これまでは、グラフィックボードによる様々な処理の高速化を中心にお伝えしてきました。このグラフィックボードによる高速化というのは、最初から早かったのでしょうか?そうではありません。そこで、今回はグラフィックボードの成長についてお伝えさせて頂きます。
グラフィックボードは2000年以降に急激に性能向上しました。下の2つの3D 画像は、その性能がどれくらい向上したのかを示しています。グラフィックボードですので、数値のグラフより分かりやすい3D画像で比較させていただきます。

(出典:NVIDIA, http://www.nvidia.co.jp/coolstuff/demos )
左の3D画像は1999年に発表されたNVIDIA Geforce 256でのデモ画像です。一方、右は2012年に発表された同社のGeforce GTX 690のデモ画像です。
右の画像の方がリアルな感じがしませんでしょうか?
左の画像は3Dっぽいですが、草などをよく見てみると現実のものとはかけ離れています。しかし、右の画像の顔や羽は非常にリアルになっています。また、羽のグラデーションはとても綺麗です。
1999年のGeforce 256ではリアルタイム処理するには左の画像程度が性能的に限界でした。それから2012年までの13年間でグラフィックボードの性能は飛躍的に向上し、右の画像でもリアルタイム処理することができるようになりました。

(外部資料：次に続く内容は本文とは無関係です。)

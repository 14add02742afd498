use cmtool_error::ToolError;
use owo_colors::OwoColorize;

/// Print a user-facing diagnostic for a failed `verb`.
pub fn report_error(verb: &str, err: &ToolError) {
    match err {
        ToolError::AmbiguousMatch(_, candidates) => {
            cmtool_logger::warn(&format!("{err}:"));
            for path in candidates {
                println!("    {}", path.bright_white());
            }
            if verb == "run" {
                cmtool_logger::info(&format!("please execute {verb} with full package path."));
            } else {
                cmtool_logger::info(&format!(
                    "please execute {verb} with full package path, or add option \"-f\" to {verb} all."
                ));
            }
        }
        ToolError::PackageNotFound(_) => {
            cmtool_logger::warn(&err.to_string());
        }
        _ => {
            cmtool_logger::error(&format!("{verb} failed: {err}"));
        }
    }
}
use anyhow::Result;
use cmtool_core::{Context, ListFormat, ListManager};

use super::settle;

pub struct ListHandler;

impl ListHandler {
    pub fn handle_list(ctx: &Context<'_>, basename: bool, path: bool, json: bool) -> Result<()> {
        let format = Self::format_for(basename, path, json);
        if let Some(output) = settle("list", ListManager::new(ctx).list(format))? {
            print!("{output}");
        }
        Ok(())
    }

    const fn format_for(basename: bool, path: bool, json: bool) -> ListFormat {
        if json {
            ListFormat::Json
        } else if basename {
            ListFormat::Basename
        } else if path {
            ListFormat::Path
        } else {
            ListFormat::Table
        }
    }
}

#[cfg(test)]
mod tests {
    use super::*;

    #[test]
    fn test_format_selection() {
        assert_eq!(ListHandler::format_for(false, false, false), ListFormat::Table);
        assert_eq!(ListHandler::format_for(true, false, false), ListFormat::Basename);
        assert_eq!(ListHandler::format_for(false, true, false), ListFormat::Path);
        assert_eq!(ListHandler::format_for(false, false, true), ListFormat::Json);
    }
}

さて、2000年代に入ってからグラフィックボードは急激な成長を遂げたわけですが、いつ頃からグラフィックボードは動画像処理以外で使われるようになったのでしょうか?
Google トレンドという過去の検索ワードの動向を探るサービスで、それを確認してみました。

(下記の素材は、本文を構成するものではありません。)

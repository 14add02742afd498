use anyhow::Result;
use cmtool_core::{CleanManager, Context};

use super::{print_header, settle};

pub struct CleanHandler;

impl CleanHandler {
    pub fn handle_clean(ctx: &Context<'_>, packages: &[String], all: bool) -> Result<()> {
        let manager = CleanManager::new(ctx);

        if all {
            print_header("clean", "--all");
            if let Some(cleaned) = settle("clean", manager.clean_all())? {
                cmtool_logger::finish(&format!("Cleaned {cleaned} packages"));
            }
            return Ok(());
        }

        for package in packages {
            print_header("clean", package);
            settle("clean", manager.clean(package))?;
        }
        Ok(())
    }
}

コンピュータ業界では、動画像処理以外にグラフィックボードを用いることを「GPGPU*」と呼んでいます。
下のグラフは、「GPGPU」という言葉の検索動向の結果を示しています。
*General-purpose computing on graphics processing units(グラフィック処理ユニットによる汎目的計算)の略名です。

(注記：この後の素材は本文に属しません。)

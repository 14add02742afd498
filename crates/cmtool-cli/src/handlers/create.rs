use anyhow::Result;
use cmtool_core::{Context, CreateManager};
use cmtool_project::{InstallLayout, PackageKind};

use super::{print_header, settle};

pub struct CreateHandler;

impl CreateHandler {
    pub fn handle_create(
        ctx: &Context<'_>,
        layout: &InstallLayout,
        packages: &[String],
        kind: &str,
    ) -> Result<()> {
        let Some(kind) = settle("create", kind.parse::<PackageKind>())? else {
            return Ok(());
        };

        let manager = CreateManager::new(ctx, layout);
        for package in packages {
            print_header("create", package);
            settle("create", manager.create(package, kind))?;
        }
        Ok(())
    }
}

横軸は年月を示し、縦軸は「GPGPU」が最も検索された週を100%として、それに対する検索の割合を示しています。
「GPGPU」は、2005年以前ではほとんど検索されていないことが分かります。
実は、「GPGPU」という言葉は2002年には存在していました[1]。
そして、前年の2001年、研究機関では既に動画像処理以外でグラフィックボードを利用する試みが行われていました[2]。
しかし、当時のグラフィックボードには色々な制限がありました。
また、動画像処理以外に利用するには高度な知識が必要だったので限られた人達しかできなかったのです。
そのため、2005年以前は動画像処理以外でグラフィックボードを利用することが普及しておらず、「GPGPU」という言葉の検索動向はほぼ0%となったのです。
「GPGPU」は2005年から突然検索され始めました。
なぜでしょうか?
実はこの時期から、動画像処理以外でグラフィックボードがCPUより高速に処理した論文が発表され始めました[3]。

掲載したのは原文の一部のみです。